Si Valle-Inclán levantara la cabeza, observaría con cierto regocijo que una frase de su personaje Max Estrella en Luces de Bohemia, texto fundacional del esperpento, continúa patente en las imágenes de nuestro cine patrio: “El sentido trágico de la vida española sólo puede darse con una estética sistemáticamente deformada.”

Es una constante repetida hasta la saciedad en nuestro ADN cultural. Desde el Cid, pasando por Goya, Lorca o los Machado, hasta nuestros días, siempre ha existido una fascinación colectiva por la muerte pese a nuestra fama festiva y alegre.

Hoy ponemos frente a frente dos películas lejanas en el tiempo, pero que sin duda imbrican esta tradición tan española: El desencanto de Jaime Chávarri y Muchos hijos, un mono y un castillo de Gustavo Salmerón.

Por un lado, El desencanto (1976) disecciona con precisión de cirujano, a través de la familia Panero, una época compleja y crucial de nuestra historia: la caída del franquismo y el inicio de la Transición. Es un retrato canónico de una familia burguesa pro-franquista que se desnuda de un modo histriónico, dejando entrever las miserias no solo domésticas, sino también las del régimen que representaban.
El lenguaje es preciso, preñado de referencias culturales de altos vuelos, acorde con la intelectualidad que los Panero exhiben incluso en su ruina emocional.

Por otro lado, Gustavo Salmerón, actor habitual de nuestro cine y ganador de un Goya al mejor corto en 2002, se embarca décadas después en su proyecto más personal: Muchos hijos, un mono y un castillo (2017).

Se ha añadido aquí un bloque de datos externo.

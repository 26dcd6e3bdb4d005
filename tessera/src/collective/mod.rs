//! The intra-node collective library interface.
//!
//! Calls between `group_start` and `group_end` form one fused batch; the
//! batch's completion is observed through an event recorded on the
//! collective stream after `group_end`. Every local rank must issue the same
//! op sequence within a group — the engine's root enforces this by signaling
//! each op before issuing it.

mod cpu;

pub use cpu::{CpuCollective, CpuCollectiveNode};

use crate::device::StreamHandle;
use crate::error::Result;
use crate::types::{DataType, LocalRank, ReduceOp};

pub trait CollectiveComm: Send + Sync {
    fn group_start(&self) -> Result<()>;

    fn group_end(&self) -> Result<()>;

    /// Reduce `count` elements to `root`'s `dst`. In-place when
    /// `src == dst`.
    ///
    /// # Safety
    /// `src` and `dst` must be valid device pointers for
    /// `count * dtype.size_in_bytes()` bytes, valid until the group's event
    /// fires.
    unsafe fn reduce(
        &self,
        src: u64,
        dst: u64,
        count: usize,
        dtype: DataType,
        op: ReduceOp,
        root: LocalRank,
        stream: StreamHandle,
    ) -> Result<()>;

    /// Broadcast `count` elements from `root`.
    ///
    /// # Safety
    /// Same contract as [`CollectiveComm::reduce`].
    unsafe fn broadcast(
        &self,
        src: u64,
        dst: u64,
        count: usize,
        dtype: DataType,
        root: LocalRank,
        stream: StreamHandle,
    ) -> Result<()>;
}
use std::sync::Arc;

use tessera::{DataType, DenseTensor, Engine, EngineConfig};

use super::helpers::{WAIT, enqueue_inplace};

#[test]
fn test_one_worker_push_pull_is_identity() {
    let workers = Engine::bootstrap_distributed(1).unwrap();
    let engine = &workers[0];
    let ctx = engine.init_tensor("grad", 16, DataType::F32, None).unwrap();

    let tensor = DenseTensor::from_f32(&[1.0, 2.0, 3.0, 4.0]);
    enqueue_inplace(engine, &ctx, &tensor).wait(WAIT).unwrap();

    assert_eq!(tensor.to_f32(), vec![1.0, 2.0, 3.0, 4.0]);
    engine.shutdown();
}

#[test]
fn test_two_workers_aggregate_through_server() {
    let workers = Engine::bootstrap_distributed(2).unwrap();

    // Initialization barriers synchronize the workers, so each runs on its
    // own thread.
    let handles: Vec<_> = workers
        .iter()
        .enumerate()
        .map(|(w, engine)| {
            let engine = Arc::clone(engine);
            std::thread::spawn(move || {
                let ctx = engine.init_tensor("grad", 16, DataType::F32, None).unwrap();
                let fill = (w + 1) as f32;
                let tensor = DenseTensor::from_f32(&[fill; 4]);
                enqueue_inplace(&engine, &ctx, &tensor).wait(WAIT).unwrap();
                tensor.to_f32()
            })
        })
        .collect();

    for h in handles {
        assert_eq!(h.join().unwrap(), vec![3.0; 4]);
    }
    for engine in &workers {
        engine.shutdown();
    }
}

#[test]
fn test_multi_partition_distributed_round() {
    let config = EngineConfig {
        partition_bytes: 8,
        ..Default::default()
    };
    let workers = Engine::bootstrap_distributed_with(2, config).unwrap();

    let handles: Vec<_> = workers
        .iter()
        .map(|engine| {
            let engine = Arc::clone(engine);
            std::thread::spawn(move || {
                let ctx = engine.init_tensor("big", 32, DataType::F32, None).unwrap();
                assert_eq!(ctx.key_list.len(), 4);
                let tensor = DenseTensor::from_f32(&[1.0; 8]);
                enqueue_inplace(&engine, &ctx, &tensor).wait(WAIT).unwrap();
                tensor.to_f32()
            })
        })
        .collect();

    for h in handles {
        assert_eq!(h.join().unwrap(), vec![2.0; 8]);
    }
    for engine in &workers {
        engine.shutdown();
    }
}

#[test]
fn test_push_credit_backpressure_still_completes() {
    // Credit for exactly one 8-byte partition in flight at a time.
    let config = EngineConfig {
        partition_bytes: 8,
        push_credit_bytes: Some(8),
        ..Default::default()
    };
    let workers = Engine::bootstrap_distributed_with(1, config).unwrap();
    let engine = &workers[0];
    let ctx = engine.init_tensor("tight", 32, DataType::F32, None).unwrap();

    let tensor = DenseTensor::from_f32(&[5.0; 8]);
    enqueue_inplace(engine, &ctx, &tensor).wait(WAIT).unwrap();
    assert_eq!(tensor.to_f32(), vec![5.0; 8]);
    engine.shutdown();
}
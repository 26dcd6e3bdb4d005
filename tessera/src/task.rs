//! Work items: the per-partition descriptors that travel through the
//! pipeline, and the per-tensor context they are carved from.

use std::sync::atomic::{AtomicUsize, Ordering};
use std::sync::{Arc, Mutex};

use crate::error::{EngineError, Result};
use crate::tensor::{ReadyEvent, Tensor};
use crate::types::{DeviceId, Key, QueueKind};

/// One-shot completion sink for an enqueued tensor.
pub type StatusCallback = Box<dyn FnOnce(Result<()>) + Send + 'static>;

/// Holds the user callback shared by every partition of one enqueue and
/// guarantees it fires at most once.
pub struct CallbackCell {
    inner: Mutex<Option<StatusCallback>>,
}

impl CallbackCell {
    pub fn new(cb: StatusCallback) -> Arc<Self> {
        Arc::new(Self {
            inner: Mutex::new(Some(cb)),
        })
    }

    /// Invoke the callback if it has not fired yet.
    pub fn fire(&self, status: Result<()>) {
        let cb = self.inner.lock().expect("callback lock").take();
        if let Some(cb) = cb {
            cb(status);
        }
    }
}

/// A partition's traversal descriptor. Immutable after enqueue, except for
/// the stage cursor advanced by the pipeline.
pub struct TensorTask {
    pub name: String,
    pub key: Key,
    pub device: DeviceId,
    pub priority: i32,
    pub version: u64,

    /// Input buffer. `None` only for operations that write without reading.
    pub tensor: Option<Arc<dyn Tensor>>,
    /// Output buffer; may be the same handle as `tensor`.
    pub output: Option<Arc<dyn Tensor>>,

    /// Byte window into tensor/output/cpubuff covered by this partition.
    pub offset: usize,
    pub len: usize,

    /// Base pointer of the context's pinned host staging buffer (0 = none).
    pub cpubuff: u64,

    pub ready_event: Option<Arc<dyn ReadyEvent>>,

    pub(crate) stages: Arc<[QueueKind]>,
    pub(crate) cursor: AtomicUsize,

    /// Shared completion counter; the callback fires when it reaches
    /// `total_parts`.
    pub counter: Arc<AtomicUsize>,
    pub total_parts: usize,
    pub callback: Arc<CallbackCell>,
}

impl TensorTask {
    /// The stage this partition is currently queued on, if any remain.
    pub fn current_stage(&self) -> Option<QueueKind> {
        self.stages.get(self.cursor.load(Ordering::Acquire)).copied()
    }

    /// Advance past the current stage, returning it. The next stage (if any)
    /// becomes current.
    pub(crate) fn pop_stage(&self) -> Result<QueueKind> {
        let idx = self.cursor.fetch_add(1, Ordering::AcqRel);
        self.stages
            .get(idx)
            .copied()
            .ok_or_else(|| EngineError::Collective(format!("{}: stage list exhausted", self.name)))
    }

    /// Number of stages not yet completed (including the current one).
    pub fn remaining_stages(&self) -> usize {
        self.stages
            .len()
            .saturating_sub(self.cursor.load(Ordering::Acquire))
    }

    /// True once the attached readiness token (if any) has fired.
    pub fn is_ready(&self) -> bool {
        self.ready_event.as_ref().is_none_or(|ev| ev.ready())
    }

    /// Byte stride of one element, derived from whichever buffer is present.
    pub fn unit_len(&self) -> usize {
        let t = self
            .tensor
            .as_deref()
            .or(self.output.as_deref())
            .expect("task carries no buffer");
        t.size() / t.num_elements()
    }

    /// Number of elements in this partition's window.
    pub fn element_count(&self) -> usize {
        self.len / self.unit_len()
    }
}

/// Split a whole-tensor work item into bound-length partitions sharing its
/// counter and callback. Keys are assigned by the caller afterwards.
pub(crate) fn partition_task(whole: &TensorTask, bound: usize) -> Vec<TensorTask> {
    let size = whole
        .tensor
        .as_deref()
        .or(whole.output.as_deref())
        .map(Tensor::size)
        .unwrap_or(0);

    let mut parts = Vec::with_capacity(size.div_ceil(bound.max(1)));
    let mut accumulated = 0;
    let mut i = 0;
    while accumulated < size {
        let len = (size - accumulated).min(bound);
        parts.push(TensorTask {
            name: format!("{}_{}", whole.name, i),
            key: whole.key,
            device: whole.device,
            priority: whole.priority,
            version: whole.version,
            tensor: whole.tensor.clone(),
            output: whole.output.clone(),
            offset: accumulated,
            len,
            cpubuff: whole.cpubuff,
            ready_event: whole.ready_event.clone(),
            stages: Arc::clone(&whole.stages),
            cursor: AtomicUsize::new(0),
            counter: Arc::clone(&whole.counter),
            total_parts: whole.total_parts,
            callback: Arc::clone(&whole.callback),
        });
        accumulated += len;
        i += 1;
    }
    parts
}

/// Per-tensor persistent metadata, created on first declaration and kept for
/// the engine's lifetime.
pub struct TensorContext {
    pub name: String,
    /// Full tensor size in bytes.
    pub buff_len: usize,
    /// Partition keys, in window order. `len == ceil(buff_len / bound)`.
    pub key_list: Vec<Key>,
    state: Mutex<ContextState>,
}

#[derive(Default)]
struct ContextState {
    cpubuff: u64,
    reuse_buff: bool,
    initialized: bool,
}

impl TensorContext {
    pub(crate) fn new(name: String, buff_len: usize, key_list: Vec<Key>) -> Arc<Self> {
        Arc::new(Self {
            name,
            buff_len,
            key_list,
            state: Mutex::new(ContextState::default()),
        })
    }

    pub fn initialized(&self) -> bool {
        self.state.lock().expect("context lock").initialized
    }

    /// Base pointer of the pinned host staging buffer (0 before init, and on
    /// non-root ranks, which never stage through host memory).
    pub fn cpubuff(&self) -> u64 {
        self.state.lock().expect("context lock").cpubuff
    }

    /// True if the host buffer was supplied by the caller rather than
    /// allocated by the engine.
    pub fn reuses_buffer(&self) -> bool {
        self.state.lock().expect("context lock").reuse_buff
    }

    pub(crate) fn mark_initialized(&self, cpubuff: u64, reuse_buff: bool) {
        let mut s = self.state.lock().expect("context lock");
        s.cpubuff = cpubuff;
        s.reuse_buff = reuse_buff;
        s.initialized = true;
    }
}
//! Pluggable gradient transform applied to the staged host window on the
//! root, just before push and just after pull. Compression numerics live
//! behind this seam; the engine only guarantees the hook points.

use std::collections::HashMap;
use std::sync::Mutex;

use crate::error::Result;
use crate::reduce::scaled_sum_slice;
use crate::types::{DataType, Key};

pub trait GradientTransform: Send + Sync {
    /// Rewrite the outgoing window in place before it is pushed.
    fn on_push(&self, key: Key, buf: &mut [u8], dtype: DataType) -> Result<()>;

    /// Rewrite the incoming window in place after it was pulled.
    fn on_pull(&self, key: Key, buf: &mut [u8], dtype: DataType) -> Result<()>;
}

/// Pass gradients through untouched.
pub struct IdentityTransform;

impl GradientTransform for IdentityTransform {
    fn on_push(&self, _key: Key, _buf: &mut [u8], _dtype: DataType) -> Result<()> {
        Ok(())
    }

    fn on_pull(&self, _key: Key, _buf: &mut [u8], _dtype: DataType) -> Result<()> {
        Ok(())
    }
}

/// Replace each pushed gradient with its momentum accumulation:
/// `m ← μ·m + g`, push `m`. Pull is untouched.
pub struct MomentumTransform {
    mu: f64,
    state: Mutex<HashMap<Key, Vec<u8>>>,
}

impl MomentumTransform {
    pub fn new(mu: f64) -> Self {
        Self {
            mu,
            state: Mutex::new(HashMap::new()),
        }
    }
}

impl GradientTransform for MomentumTransform {
    fn on_push(&self, key: Key, buf: &mut [u8], dtype: DataType) -> Result<()> {
        let mut state = self.state.lock().expect("momentum state lock");
        let mom = state.entry(key).or_insert_with(|| vec![0u8; buf.len()]);
        // m = g + mu * m, then the window carries m.
        scaled_sum_slice(mom, buf, self.mu, dtype)?;
        buf.copy_from_slice(mom);
        Ok(())
    }

    fn on_pull(&self, _key: Key, _buf: &mut [u8], _dtype: DataType) -> Result<()> {
        Ok(())
    }
}

#[cfg(test)]
mod tests {
    use super::*;

    fn f32s(vals: &[f32]) -> Vec<u8> {
        vals.iter().flat_map(|v| v.to_le_bytes()).collect()
    }

    fn to_f32s(bytes: &[u8]) -> Vec<f32> {
        bytes
            .chunks(4)
            .map(|c| f32::from_le_bytes(c.try_into().unwrap()))
            .collect()
    }

    #[test]
    fn test_identity_is_noop() {
        let t = IdentityTransform;
        let mut buf = f32s(&[1.0, 2.0]);
        let orig = buf.clone();
        t.on_push(1, &mut buf, DataType::F32).unwrap();
        t.on_pull(1, &mut buf, DataType::F32).unwrap();
        assert_eq!(buf, orig);
    }

    #[test]
    fn test_momentum_accumulates_across_rounds() {
        let t = MomentumTransform::new(0.5);
        // Round 1: m = 0.5*0 + 1 = 1
        let mut buf = f32s(&[1.0]);
        t.on_push(7, &mut buf, DataType::F32).unwrap();
        assert_eq!(to_f32s(&buf), vec![1.0]);
        // Round 2: m = 0.5*1 + 1 = 1.5
        let mut buf = f32s(&[1.0]);
        t.on_push(7, &mut buf, DataType::F32).unwrap();
        assert_eq!(to_f32s(&buf), vec![1.5]);
    }

    #[test]
    fn test_momentum_state_is_per_key() {
        let t = MomentumTransform::new(0.9);
        let mut a = f32s(&[2.0]);
        let mut b = f32s(&[3.0]);
        t.on_push(1, &mut a, DataType::F32).unwrap();
        t.on_push(2, &mut b, DataType::F32).unwrap();
        assert_eq!(to_f32s(&a), vec![2.0]);
        assert_eq!(to_f32s(&b), vec![3.0]);
    }

    #[test]
    fn test_momentum_rejects_int_dtypes() {
        let t = MomentumTransform::new(0.9);
        let mut buf = vec![0u8; 4];
        assert!(t.on_push(1, &mut buf, DataType::I32).is_err());
    }
}
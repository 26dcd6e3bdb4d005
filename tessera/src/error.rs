use crate::types::{DataType, DeviceId, Key, QueueKind};

pub type Result<T> = std::result::Result<T, EngineError>;

#[derive(Debug, thiserror::Error)]
pub enum EngineError {
    #[error("engine is shutting down")]
    Shutdown,

    #[error("engine not initialized")]
    NotInitialized,

    #[error("tensor {name}: input size {input} does not match output size {output}")]
    SizeMismatch {
        name: String,
        input: usize,
        output: usize,
    },

    #[error("tensor {name} has not been initialized")]
    UninitializedTensor { name: String },

    #[error(
        "tensor {name}: {parts} partitions do not match the {keys} keys allocated at declaration"
    )]
    PartitionCountMismatch {
        name: String,
        parts: usize,
        keys: usize,
    },

    #[error("tensor {name}: byte size {size} is not a multiple of element count {elements}")]
    RaggedElementSize {
        name: String,
        size: usize,
        elements: usize,
    },

    #[error("key {key} not found on {queue} queue")]
    KeyNotFound { key: Key, queue: QueueKind },

    #[error("signal channel error: {0}")]
    Signal(String),

    #[error("unexpected signal from local rank {src}, expected root {root}")]
    SignalNotFromRoot { src: u32, root: u32 },

    #[error("collective error: {0}")]
    Collective(String),

    #[error("accelerator runtime error: {message}")]
    Runtime {
        message: String,
        #[source]
        source: Option<Box<dyn std::error::Error + Send + Sync>>,
    },

    #[error("parameter server error: {0}")]
    Ps(String),

    #[error("unsupported data type {dtype:?} for {op}")]
    UnsupportedDType { dtype: DataType, op: &'static str },

    #[error("invalid device id {device}")]
    InvalidDevice { device: DeviceId },

    #[error("invalid configuration: {0}")]
    Config(String),

    #[error("internal lock poisoned: {0}")]
    LockPoisoned(&'static str),
}

impl EngineError {
    /// Create a `Runtime` error with just a message.
    pub fn runtime(msg: impl Into<String>) -> Self {
        Self::Runtime {
            message: msg.into(),
            source: None,
        }
    }

    /// Create a `Runtime` error with a message and a source error.
    pub fn runtime_with_source(
        msg: impl Into<String>,
        source: impl std::error::Error + Send + Sync + 'static,
    ) -> Self {
        Self::Runtime {
            message: msg.into(),
            source: Some(Box::new(source)),
        }
    }

    /// True for errors that mean "stop the loop", not "the process is broken".
    pub fn is_shutdown(&self) -> bool {
        matches!(self, EngineError::Shutdown)
    }
}
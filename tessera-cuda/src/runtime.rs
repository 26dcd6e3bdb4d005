//! CUDA driver implementation of the accelerator runtime interface.
//!
//! Stream and event handles carry the raw driver pointers, so the engine's
//! `u64` handle model maps straight onto `CUstream`/`CUevent`.

use cudarc::driver::sys;
use tessera::{AcceleratorRuntime, DeviceId, EngineError, EventHandle, StreamHandle};
use tracing::info;

/// Map a driver error into the engine's runtime error class.
fn driver(e: cudarc::driver::result::DriverError) -> EngineError {
    EngineError::runtime_with_source("CUDA driver call failed", e)
}

/// Accelerator runtime backed by the CUDA driver API.
///
/// Construction initializes the driver and binds the primary context of
/// `device`; stage threads re-bind with `set_device` at startup.
pub struct CudaRuntime;

impl CudaRuntime {
    pub fn new(device: DeviceId) -> tessera::Result<std::sync::Arc<Self>> {
        cudarc::driver::result::init().map_err(driver)?;
        let rt = std::sync::Arc::new(Self);
        rt.set_device(device)?;
        info!(device, "CUDA driver bound");
        Ok(rt)
    }
}

impl AcceleratorRuntime for CudaRuntime {
    fn set_device(&self, device: DeviceId) -> tessera::Result<()> {
        if device < 0 {
            return Err(EngineError::InvalidDevice { device });
        }
        let dev = cudarc::driver::result::device::get(device).map_err(driver)?;
        let ctx =
            unsafe { cudarc::driver::result::primary_ctx::retain(dev) }.map_err(driver)?;
        unsafe { cudarc::driver::result::ctx::set_current(ctx) }.map_err(driver)?;
        Ok(())
    }

    fn create_stream(&self, _device: DeviceId) -> tessera::Result<StreamHandle> {
        let stream = cudarc::driver::result::stream::create(
            cudarc::driver::result::stream::StreamKind::NonBlocking,
        )
        .map_err(driver)?;
        Ok(StreamHandle(stream as u64))
    }

    fn alloc_pinned(&self, bytes: usize) -> tessera::Result<u64> {
        let ptr = unsafe {
            cudarc::driver::result::malloc_host(bytes, sys::CU_MEMHOSTALLOC_DEVICEMAP)
        }
        .map_err(driver)?;
        Ok(ptr as u64)
    }

    fn free_pinned(&self, ptr: u64) -> tessera::Result<()> {
        unsafe { cudarc::driver::result::free_host(ptr as *mut std::ffi::c_void) }
            .map_err(driver)
    }

    unsafe fn copy_d2h(
        &self,
        dst: u64,
        src: u64,
        bytes: usize,
        stream: StreamHandle,
    ) -> tessera::Result<()> {
        let dst = unsafe { std::slice::from_raw_parts_mut(dst as *mut u8, bytes) };
        unsafe {
            cudarc::driver::result::memcpy_dtoh_async(
                dst,
                src as sys::CUdeviceptr,
                stream.0 as sys::CUstream,
            )
        }
        .map_err(driver)
    }

    unsafe fn copy_h2d(
        &self,
        dst: u64,
        src: u64,
        bytes: usize,
        stream: StreamHandle,
    ) -> tessera::Result<()> {
        let src = unsafe { std::slice::from_raw_parts(src as *const u8, bytes) };
        unsafe {
            cudarc::driver::result::memcpy_htod_async(
                dst as sys::CUdeviceptr,
                src,
                stream.0 as sys::CUstream,
            )
        }
        .map_err(driver)
    }

    fn stream_synchronize(&self, stream: StreamHandle) -> tessera::Result<()> {
        unsafe { cudarc::driver::result::stream::synchronize(stream.0 as sys::CUstream) }
            .map_err(driver)
    }

    fn create_event(&self) -> tessera::Result<EventHandle> {
        // Blocking sync keeps the sync stage off the CPU while it waits.
        let event =
            cudarc::driver::result::event::create(sys::CUevent_flags::CU_EVENT_BLOCKING_SYNC)
                .map_err(driver)?;
        Ok(EventHandle(event as u64))
    }

    fn record_event(&self, event: EventHandle, stream: StreamHandle) -> tessera::Result<()> {
        unsafe {
            cudarc::driver::result::event::record(
                event.0 as sys::CUevent,
                stream.0 as sys::CUstream,
            )
        }
        .map_err(driver)
    }

    fn event_synchronize(&self, event: EventHandle) -> tessera::Result<()> {
        unsafe { cudarc::driver::result::event::synchronize(event.0 as sys::CUevent) }
            .map_err(driver)
    }

    fn destroy_event(&self, event: EventHandle) -> tessera::Result<()> {
        unsafe { cudarc::driver::result::event::destroy(event.0 as sys::CUevent) }.map_err(driver)
    }
}
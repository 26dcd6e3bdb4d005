//! The accelerator runtime interface: streams, events, device↔host copies,
//! and pinned host memory.
//!
//! Handles are plain `u64`s so backends can store raw driver pointers in
//! them; the CPU reference backend stores table indices instead.

mod cpu;

pub use cpu::CpuRuntime;

use crate::error::Result;
use crate::types::DeviceId;

/// An asynchronous work queue on one device.
#[derive(Debug, Clone, Copy, PartialEq, Eq, Hash)]
pub struct StreamHandle(pub u64);

/// A completion marker recordable on a stream.
#[derive(Debug, Clone, Copy, PartialEq, Eq, Hash)]
pub struct EventHandle(pub u64);

/// Narrow view of the accelerator runtime consumed by the pipeline.
pub trait AcceleratorRuntime: Send + Sync {
    /// Bind the calling thread to a device. Stage threads that issue device
    /// work call this once at startup.
    fn set_device(&self, device: DeviceId) -> Result<()>;

    fn create_stream(&self, device: DeviceId) -> Result<StreamHandle>;

    /// Allocate page-locked host memory; returns the base pointer.
    fn alloc_pinned(&self, bytes: usize) -> Result<u64>;

    fn free_pinned(&self, ptr: u64) -> Result<()>;

    /// Asynchronous device→host byte copy on `stream`.
    ///
    /// # Safety
    /// `src` must be a valid device pointer and `dst` a valid host pointer,
    /// each for `bytes` bytes, staying valid until the stream synchronizes.
    unsafe fn copy_d2h(&self, dst: u64, src: u64, bytes: usize, stream: StreamHandle)
    -> Result<()>;

    /// Asynchronous host→device byte copy on `stream`.
    ///
    /// # Safety
    /// Same contract as [`AcceleratorRuntime::copy_d2h`] with directions
    /// swapped.
    unsafe fn copy_h2d(&self, dst: u64, src: u64, bytes: usize, stream: StreamHandle)
    -> Result<()>;

    /// Block until all work submitted to `stream` has completed.
    fn stream_synchronize(&self, stream: StreamHandle) -> Result<()>;

    /// Create an event with blocking synchronization semantics.
    fn create_event(&self) -> Result<EventHandle>;

    /// Capture "all work submitted to `stream` so far" into `event`.
    fn record_event(&self, event: EventHandle, stream: StreamHandle) -> Result<()>;

    /// Block until the captured work has completed. An event that was never
    /// recorded is already complete.
    fn event_synchronize(&self, event: EventHandle) -> Result<()>;

    fn destroy_event(&self, event: EventHandle) -> Result<()>;

    /// Release any threads blocked in event or stream waits with a shutdown
    /// error. Backends whose waits always terminate on their own may keep
    /// the default no-op.
    fn shutdown(&self) {}
}
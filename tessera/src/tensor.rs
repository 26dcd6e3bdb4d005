//! Tensor buffer handles consumed by the engine.
//!
//! tessera operates on raw `u64` pointers + byte counts. Front-ends keep
//! ownership of the actual buffers; the engine only ever sees this narrow
//! view of them.

use std::sync::Arc;
use std::sync::atomic::{AtomicBool, Ordering};

use crate::types::DataType;

/// A dense tensor buffer as the engine sees it.
///
/// `size()` must be a multiple of `num_elements()`; the quotient is the
/// element stride used to convert byte windows into element counts for
/// collective calls.
pub trait Tensor: Send + Sync {
    /// Base byte pointer of the buffer (device or host, per the work item's
    /// device id).
    fn data(&self) -> u64;

    /// Total size in bytes.
    fn size(&self) -> usize;

    /// Number of elements.
    fn num_elements(&self) -> usize;

    /// Element data type.
    fn dtype(&self) -> DataType;
}

/// Readiness token the front-end may attach to an enqueue.
///
/// Queue dispatch polls this before the engine touches the tensor; a fired
/// event stays fired.
pub trait ReadyEvent: Send + Sync {
    fn ready(&self) -> bool;
}

/// A `ReadyEvent` toggled by the front-end, for host-side producers.
#[derive(Default)]
pub struct ManualReadyEvent {
    fired: AtomicBool,
}

impl ManualReadyEvent {
    pub fn new() -> Arc<Self> {
        Arc::new(Self::default())
    }

    pub fn fire(&self) {
        self.fired.store(true, Ordering::Release);
    }
}

impl ReadyEvent for ManualReadyEvent {
    fn ready(&self) -> bool {
        self.fired.load(Ordering::Acquire)
    }
}

/// An owned, 8-byte-aligned buffer implementing [`Tensor`].
///
/// Used by tests and single-process deployments where the "device" memory is
/// ordinary host memory. The engine writes through the raw pointer returned
/// by `data()` while readers hold a shared handle; lifecycle is: producers
/// fill the buffer, the engine reduces it, the completion callback fires,
/// then readers inspect it.
pub struct DenseTensor {
    // u64 words so every supported dtype is alignment-correct.
    storage: Vec<u64>,
    bytes: usize,
    elements: usize,
    dtype: DataType,
}

// SAFETY: the pipeline hands each byte window of the buffer to exactly one
// stage at a time (queue-list ordering is the synchronization), matching how
// device buffers are shared with an accelerator runtime.
unsafe impl Send for DenseTensor {}
unsafe impl Sync for DenseTensor {}

impl DenseTensor {
    /// Allocate a zeroed tensor of `elements` elements of `dtype`.
    pub fn zeros(elements: usize, dtype: DataType) -> Arc<Self> {
        let bytes = elements * dtype.size_in_bytes();
        Arc::new(Self {
            storage: vec![0u64; bytes.div_ceil(8)],
            bytes,
            elements,
            dtype,
        })
    }

    /// Build an f32 tensor from a slice.
    pub fn from_f32(values: &[f32]) -> Arc<Self> {
        let t = Self::zeros(values.len(), DataType::F32);
        unsafe {
            std::ptr::copy_nonoverlapping(values.as_ptr(), t.data() as *mut f32, values.len());
        }
        t
    }

    /// Build a u8 tensor from a slice.
    pub fn from_u8(values: &[u8]) -> Arc<Self> {
        let t = Self::zeros(values.len(), DataType::U8);
        unsafe {
            std::ptr::copy_nonoverlapping(values.as_ptr(), t.data() as *mut u8, values.len());
        }
        t
    }

    /// Snapshot the buffer as f32 values.
    pub fn to_f32(&self) -> Vec<f32> {
        assert_eq!(self.dtype, DataType::F32);
        let mut out = vec![0f32; self.elements];
        unsafe {
            std::ptr::copy_nonoverlapping(self.data() as *const f32, out.as_mut_ptr(), self.elements);
        }
        out
    }
}

impl Tensor for DenseTensor {
    fn data(&self) -> u64 {
        self.storage.as_ptr() as u64
    }

    fn size(&self) -> usize {
        self.bytes
    }

    fn num_elements(&self) -> usize {
        self.elements
    }

    fn dtype(&self) -> DataType {
        self.dtype
    }
}

#[cfg(test)]
mod tests {
    use super::*;

    #[test]
    fn test_dense_tensor_round_trip() {
        let t = DenseTensor::from_f32(&[1.0, 2.0, 3.0, 4.0]);
        assert_eq!(t.size(), 16);
        assert_eq!(t.num_elements(), 4);
        assert_eq!(t.dtype(), DataType::F32);
        assert_eq!(t.to_f32(), vec![1.0, 2.0, 3.0, 4.0]);
    }

    #[test]
    fn test_dense_tensor_alignment() {
        let t = DenseTensor::zeros(3, DataType::F64);
        assert_eq!(t.data() % 8, 0);
        assert_eq!(t.size(), 24);
    }

    #[test]
    fn test_manual_ready_event() {
        let ev = ManualReadyEvent::new();
        assert!(!ev.ready());
        ev.fire();
        assert!(ev.ready());
        assert!(ev.ready());
    }
}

Desde un costumbrismo feroz, retrata los efectos de la crisis española a través de su propia familia. Frente al lenguaje elevado de los Panero, el tono aquí es coloquial, cercano, casi doméstico: el de una familia de clase media española contemporánea.

En ambos casos, la materia del documental es la misma: la memoria, la ausencia y los recuerdos.

En El desencanto, la ausencia del pater familias —Leopoldo Panero, poeta franquista por excelencia— actúa como punto de partida para explorar el vacío que deja su figura. Con un formato casi televisivo, Chávarri convierte la descomposición de los vínculos familiares en metáfora de un país en tránsito.

En Muchos hijos, un mono y un castillo, Salmerón busca preservar la memoria de una madre que se erige como protagonista absoluta, desde la cotidianidad y su personalidad arrebatadora. Su cámara, doméstica e inmersiva, recorre las habitaciones y los objetos familiares como si fueran reliquias de un país entero en miniatura: un carrusel de souvenirs donde pasado y presente se mezclan sin pudor.

El documental de Salmerón, rodado en vídeo, comparte con Chávarri la vocación de ser testigo de la realidad más sorprendente. Es, en cierto modo, un docudrama 2.0: la intromisión de la realidad de otra época en la nuestra, la continuidad del esperpento en clave contemporánea.

La grandeza y la miseria retransmitidas por la televisión, años después, encuentran eco en Después de tantos años (1994), la segunda parte de El desencanto, donde se retrata la descomposición definitiva de los hermanos Panero tras la muerte de su madre. De nuevo, la memoria como eje, las rencillas como motor, esta vez sin máscaras.

Podemos decir, entonces, que El desencanto y Muchos hijos, un mono y un castillo son dos películas nacidas de la misma fascinación: la de una realidad que, como reza el dicho, siempre supera a la ficción.
En palabras del propio Chávarri, El desencanto “es una pieza que nace de la fascinación”, igual que el film de Salmerón. Ambas retratan una búsqueda de algo indeterminado desde dos perspectivas distintas: la locura y la superación.
El drama capturado en 4:3. La vida, a 24 fotogramas por segundo.